> _What the task requires_
The word "reason" marks the lines to keep; find each one in the data and copy it.

> _Stored items from a collection_
....
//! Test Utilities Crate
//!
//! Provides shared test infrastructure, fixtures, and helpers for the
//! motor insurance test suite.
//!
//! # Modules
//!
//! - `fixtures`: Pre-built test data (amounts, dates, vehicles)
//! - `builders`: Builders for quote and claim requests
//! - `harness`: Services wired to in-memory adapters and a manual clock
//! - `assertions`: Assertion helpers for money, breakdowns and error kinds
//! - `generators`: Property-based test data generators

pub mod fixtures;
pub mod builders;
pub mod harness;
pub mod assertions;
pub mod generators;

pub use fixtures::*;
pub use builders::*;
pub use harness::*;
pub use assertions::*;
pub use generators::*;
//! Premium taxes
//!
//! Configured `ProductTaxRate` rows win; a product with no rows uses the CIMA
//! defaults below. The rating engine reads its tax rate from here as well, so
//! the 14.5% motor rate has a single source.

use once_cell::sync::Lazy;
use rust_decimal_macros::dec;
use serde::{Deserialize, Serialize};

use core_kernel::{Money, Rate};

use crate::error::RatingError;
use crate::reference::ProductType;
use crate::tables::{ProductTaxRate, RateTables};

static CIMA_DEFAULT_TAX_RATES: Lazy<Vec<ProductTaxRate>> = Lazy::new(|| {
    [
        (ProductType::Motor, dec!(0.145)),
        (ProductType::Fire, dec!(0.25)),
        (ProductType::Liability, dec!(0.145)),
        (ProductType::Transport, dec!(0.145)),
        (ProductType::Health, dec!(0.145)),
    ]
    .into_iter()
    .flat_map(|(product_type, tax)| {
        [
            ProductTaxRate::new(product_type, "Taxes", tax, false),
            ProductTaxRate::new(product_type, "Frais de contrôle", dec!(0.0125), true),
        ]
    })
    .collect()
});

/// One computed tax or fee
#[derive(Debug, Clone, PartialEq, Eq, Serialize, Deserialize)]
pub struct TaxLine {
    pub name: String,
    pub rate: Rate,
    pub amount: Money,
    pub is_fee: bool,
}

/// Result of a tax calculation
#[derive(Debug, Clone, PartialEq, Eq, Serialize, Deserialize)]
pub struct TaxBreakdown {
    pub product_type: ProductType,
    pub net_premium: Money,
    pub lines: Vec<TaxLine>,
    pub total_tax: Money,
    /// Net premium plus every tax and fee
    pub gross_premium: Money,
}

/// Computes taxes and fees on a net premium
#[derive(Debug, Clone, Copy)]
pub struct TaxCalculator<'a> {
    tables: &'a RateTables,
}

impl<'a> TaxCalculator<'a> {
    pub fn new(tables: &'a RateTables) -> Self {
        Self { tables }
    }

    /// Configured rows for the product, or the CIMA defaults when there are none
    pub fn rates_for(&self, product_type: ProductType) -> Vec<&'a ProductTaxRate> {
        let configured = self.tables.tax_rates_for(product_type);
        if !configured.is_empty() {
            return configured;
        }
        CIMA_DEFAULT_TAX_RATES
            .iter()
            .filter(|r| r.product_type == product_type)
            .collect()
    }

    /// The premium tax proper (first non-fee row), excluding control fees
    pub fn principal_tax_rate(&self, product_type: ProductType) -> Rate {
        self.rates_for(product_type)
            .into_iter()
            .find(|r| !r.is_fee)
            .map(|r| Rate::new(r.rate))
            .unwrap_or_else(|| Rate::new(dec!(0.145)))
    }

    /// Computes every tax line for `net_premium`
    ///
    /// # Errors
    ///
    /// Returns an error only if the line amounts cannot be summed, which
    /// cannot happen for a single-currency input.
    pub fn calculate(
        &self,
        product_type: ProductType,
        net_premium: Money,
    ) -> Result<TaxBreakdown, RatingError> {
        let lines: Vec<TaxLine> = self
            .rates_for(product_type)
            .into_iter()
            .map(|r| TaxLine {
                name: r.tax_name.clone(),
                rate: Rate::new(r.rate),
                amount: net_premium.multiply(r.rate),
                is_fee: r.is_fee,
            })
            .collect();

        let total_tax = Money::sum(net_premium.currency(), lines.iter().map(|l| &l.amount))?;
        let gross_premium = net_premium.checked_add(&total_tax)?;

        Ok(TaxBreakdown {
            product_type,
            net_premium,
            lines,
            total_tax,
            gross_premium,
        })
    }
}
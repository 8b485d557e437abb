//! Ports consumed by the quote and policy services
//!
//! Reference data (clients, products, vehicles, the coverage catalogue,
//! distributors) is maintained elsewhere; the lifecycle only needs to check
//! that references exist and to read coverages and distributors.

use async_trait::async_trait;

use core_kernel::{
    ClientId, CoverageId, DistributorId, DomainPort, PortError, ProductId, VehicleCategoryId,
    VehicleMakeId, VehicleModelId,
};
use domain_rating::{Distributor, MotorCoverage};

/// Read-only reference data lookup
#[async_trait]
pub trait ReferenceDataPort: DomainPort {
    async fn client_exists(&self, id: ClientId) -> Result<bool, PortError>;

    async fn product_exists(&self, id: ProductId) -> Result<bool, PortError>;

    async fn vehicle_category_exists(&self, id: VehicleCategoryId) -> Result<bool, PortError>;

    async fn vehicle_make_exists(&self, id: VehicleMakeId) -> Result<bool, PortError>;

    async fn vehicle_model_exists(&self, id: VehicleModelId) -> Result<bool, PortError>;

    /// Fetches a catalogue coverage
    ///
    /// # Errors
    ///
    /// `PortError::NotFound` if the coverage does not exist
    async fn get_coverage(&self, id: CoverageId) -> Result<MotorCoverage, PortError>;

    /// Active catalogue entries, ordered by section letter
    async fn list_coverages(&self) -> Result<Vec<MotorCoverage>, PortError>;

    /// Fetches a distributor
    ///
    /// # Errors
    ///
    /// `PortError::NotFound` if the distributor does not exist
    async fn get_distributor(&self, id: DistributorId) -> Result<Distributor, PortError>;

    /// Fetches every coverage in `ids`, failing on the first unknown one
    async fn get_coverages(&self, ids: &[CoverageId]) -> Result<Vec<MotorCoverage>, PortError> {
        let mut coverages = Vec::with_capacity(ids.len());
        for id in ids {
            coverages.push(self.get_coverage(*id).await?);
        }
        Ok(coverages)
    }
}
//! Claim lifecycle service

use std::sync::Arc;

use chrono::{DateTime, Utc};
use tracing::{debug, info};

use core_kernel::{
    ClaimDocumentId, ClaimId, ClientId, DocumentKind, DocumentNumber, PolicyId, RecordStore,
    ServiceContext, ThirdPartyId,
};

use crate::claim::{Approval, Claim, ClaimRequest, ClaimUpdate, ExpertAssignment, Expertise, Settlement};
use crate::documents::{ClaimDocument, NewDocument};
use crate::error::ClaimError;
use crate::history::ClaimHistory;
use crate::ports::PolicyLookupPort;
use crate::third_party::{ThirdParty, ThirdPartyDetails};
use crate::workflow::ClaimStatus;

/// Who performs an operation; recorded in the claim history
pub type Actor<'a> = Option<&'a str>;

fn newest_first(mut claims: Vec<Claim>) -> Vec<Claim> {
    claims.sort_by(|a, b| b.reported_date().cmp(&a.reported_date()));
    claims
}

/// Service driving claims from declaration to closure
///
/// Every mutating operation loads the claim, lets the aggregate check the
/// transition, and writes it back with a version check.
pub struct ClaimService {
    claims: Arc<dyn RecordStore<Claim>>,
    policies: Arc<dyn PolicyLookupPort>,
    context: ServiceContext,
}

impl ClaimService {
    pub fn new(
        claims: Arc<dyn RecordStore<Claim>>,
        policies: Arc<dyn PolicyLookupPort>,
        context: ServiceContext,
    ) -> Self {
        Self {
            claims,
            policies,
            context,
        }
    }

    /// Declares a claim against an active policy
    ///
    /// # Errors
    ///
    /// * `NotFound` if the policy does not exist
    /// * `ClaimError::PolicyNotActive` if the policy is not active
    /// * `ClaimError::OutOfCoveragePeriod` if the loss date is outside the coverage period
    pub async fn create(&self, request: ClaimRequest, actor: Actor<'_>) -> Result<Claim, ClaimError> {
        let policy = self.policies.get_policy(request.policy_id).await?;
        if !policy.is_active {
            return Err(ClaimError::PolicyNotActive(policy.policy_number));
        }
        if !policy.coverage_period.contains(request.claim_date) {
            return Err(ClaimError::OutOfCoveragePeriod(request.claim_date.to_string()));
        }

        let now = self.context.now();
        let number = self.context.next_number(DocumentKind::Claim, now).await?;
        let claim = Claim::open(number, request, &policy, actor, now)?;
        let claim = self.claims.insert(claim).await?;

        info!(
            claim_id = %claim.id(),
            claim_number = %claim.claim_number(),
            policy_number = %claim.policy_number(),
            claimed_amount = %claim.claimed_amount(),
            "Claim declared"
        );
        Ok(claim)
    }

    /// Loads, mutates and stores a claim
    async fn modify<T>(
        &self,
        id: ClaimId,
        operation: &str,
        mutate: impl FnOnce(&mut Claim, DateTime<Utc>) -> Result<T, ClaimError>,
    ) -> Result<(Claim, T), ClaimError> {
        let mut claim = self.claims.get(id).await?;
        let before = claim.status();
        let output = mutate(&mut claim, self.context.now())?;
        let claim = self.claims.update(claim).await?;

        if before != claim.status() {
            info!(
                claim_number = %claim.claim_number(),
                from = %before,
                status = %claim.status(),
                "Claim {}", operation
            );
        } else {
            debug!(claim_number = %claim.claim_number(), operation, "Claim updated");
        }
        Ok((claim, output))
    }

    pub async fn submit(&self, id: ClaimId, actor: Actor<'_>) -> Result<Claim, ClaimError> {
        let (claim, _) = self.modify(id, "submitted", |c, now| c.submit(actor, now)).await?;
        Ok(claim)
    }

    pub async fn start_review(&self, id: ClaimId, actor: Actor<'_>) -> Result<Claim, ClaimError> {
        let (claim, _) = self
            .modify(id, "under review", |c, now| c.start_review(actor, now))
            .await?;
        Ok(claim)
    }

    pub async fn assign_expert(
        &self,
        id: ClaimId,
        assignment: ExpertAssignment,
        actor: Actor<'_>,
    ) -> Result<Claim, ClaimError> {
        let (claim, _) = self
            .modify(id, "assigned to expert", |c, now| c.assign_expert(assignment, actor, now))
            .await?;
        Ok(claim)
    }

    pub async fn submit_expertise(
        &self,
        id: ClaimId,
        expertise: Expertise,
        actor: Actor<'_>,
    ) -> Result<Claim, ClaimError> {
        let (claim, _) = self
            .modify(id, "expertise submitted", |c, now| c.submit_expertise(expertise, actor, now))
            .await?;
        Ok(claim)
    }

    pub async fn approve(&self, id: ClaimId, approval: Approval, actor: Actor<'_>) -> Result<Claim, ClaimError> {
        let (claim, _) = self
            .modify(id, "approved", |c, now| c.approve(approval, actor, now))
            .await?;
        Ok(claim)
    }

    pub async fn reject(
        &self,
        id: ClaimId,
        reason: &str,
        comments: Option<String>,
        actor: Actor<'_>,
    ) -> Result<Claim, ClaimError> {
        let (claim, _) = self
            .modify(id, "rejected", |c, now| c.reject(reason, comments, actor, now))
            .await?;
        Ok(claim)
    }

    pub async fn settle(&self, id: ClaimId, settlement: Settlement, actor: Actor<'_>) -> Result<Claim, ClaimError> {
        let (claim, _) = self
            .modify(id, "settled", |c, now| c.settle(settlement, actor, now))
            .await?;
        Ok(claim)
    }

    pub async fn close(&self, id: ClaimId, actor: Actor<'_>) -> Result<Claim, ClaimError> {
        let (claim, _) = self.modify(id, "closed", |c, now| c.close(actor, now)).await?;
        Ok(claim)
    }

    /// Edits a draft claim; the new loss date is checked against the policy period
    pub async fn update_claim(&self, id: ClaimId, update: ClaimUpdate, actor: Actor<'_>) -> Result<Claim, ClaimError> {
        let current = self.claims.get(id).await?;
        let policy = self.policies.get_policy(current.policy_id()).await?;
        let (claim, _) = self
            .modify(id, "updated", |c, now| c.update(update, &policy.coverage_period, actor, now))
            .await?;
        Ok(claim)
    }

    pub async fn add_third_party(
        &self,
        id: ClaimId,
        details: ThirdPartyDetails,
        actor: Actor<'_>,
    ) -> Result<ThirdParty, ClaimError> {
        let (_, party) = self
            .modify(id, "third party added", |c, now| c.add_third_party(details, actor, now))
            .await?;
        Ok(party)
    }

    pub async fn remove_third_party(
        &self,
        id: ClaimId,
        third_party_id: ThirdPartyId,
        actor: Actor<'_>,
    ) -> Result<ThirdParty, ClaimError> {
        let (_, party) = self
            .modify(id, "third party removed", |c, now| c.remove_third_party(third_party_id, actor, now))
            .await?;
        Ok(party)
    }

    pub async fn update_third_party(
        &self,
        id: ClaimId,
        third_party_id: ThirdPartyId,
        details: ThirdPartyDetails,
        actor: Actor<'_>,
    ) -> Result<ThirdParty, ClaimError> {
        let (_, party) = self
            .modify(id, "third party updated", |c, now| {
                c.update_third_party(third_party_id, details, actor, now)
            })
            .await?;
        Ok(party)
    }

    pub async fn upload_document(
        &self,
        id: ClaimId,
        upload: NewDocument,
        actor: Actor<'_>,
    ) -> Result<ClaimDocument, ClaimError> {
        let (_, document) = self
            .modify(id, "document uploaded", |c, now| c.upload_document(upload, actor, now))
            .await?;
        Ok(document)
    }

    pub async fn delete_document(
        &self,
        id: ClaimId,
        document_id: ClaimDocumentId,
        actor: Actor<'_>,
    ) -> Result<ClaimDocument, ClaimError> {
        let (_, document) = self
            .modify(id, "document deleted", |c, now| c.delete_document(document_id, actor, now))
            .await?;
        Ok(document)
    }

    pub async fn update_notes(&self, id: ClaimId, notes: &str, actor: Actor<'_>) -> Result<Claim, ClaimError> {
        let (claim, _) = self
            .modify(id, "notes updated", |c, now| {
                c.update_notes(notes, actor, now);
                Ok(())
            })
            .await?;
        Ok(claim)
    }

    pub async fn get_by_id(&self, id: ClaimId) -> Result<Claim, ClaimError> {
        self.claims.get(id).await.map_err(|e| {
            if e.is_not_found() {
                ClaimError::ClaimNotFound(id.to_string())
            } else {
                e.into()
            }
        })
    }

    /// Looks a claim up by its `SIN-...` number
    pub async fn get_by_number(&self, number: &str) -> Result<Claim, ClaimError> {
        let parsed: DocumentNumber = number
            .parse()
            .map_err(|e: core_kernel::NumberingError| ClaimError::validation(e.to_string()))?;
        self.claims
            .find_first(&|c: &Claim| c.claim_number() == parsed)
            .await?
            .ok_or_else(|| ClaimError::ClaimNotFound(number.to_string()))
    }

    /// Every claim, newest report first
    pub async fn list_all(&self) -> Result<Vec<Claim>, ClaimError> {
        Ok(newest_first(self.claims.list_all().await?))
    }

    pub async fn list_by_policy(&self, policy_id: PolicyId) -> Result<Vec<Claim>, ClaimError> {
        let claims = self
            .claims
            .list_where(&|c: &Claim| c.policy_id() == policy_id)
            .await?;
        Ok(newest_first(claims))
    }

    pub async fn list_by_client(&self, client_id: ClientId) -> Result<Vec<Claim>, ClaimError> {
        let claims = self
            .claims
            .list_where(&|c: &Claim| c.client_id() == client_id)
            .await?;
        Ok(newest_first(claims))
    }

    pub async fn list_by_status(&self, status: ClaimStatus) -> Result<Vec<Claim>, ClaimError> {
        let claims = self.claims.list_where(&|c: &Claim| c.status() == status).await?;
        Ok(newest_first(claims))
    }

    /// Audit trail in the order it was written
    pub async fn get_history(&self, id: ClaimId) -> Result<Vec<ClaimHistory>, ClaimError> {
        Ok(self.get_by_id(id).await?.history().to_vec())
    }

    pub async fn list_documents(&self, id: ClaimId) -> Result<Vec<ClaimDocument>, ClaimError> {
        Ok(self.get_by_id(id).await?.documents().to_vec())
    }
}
....
> _Result of the exercise_
        reason: &str,
            .modify(id, "rejected", |c, now| c.reject(reason, comments, actor, now))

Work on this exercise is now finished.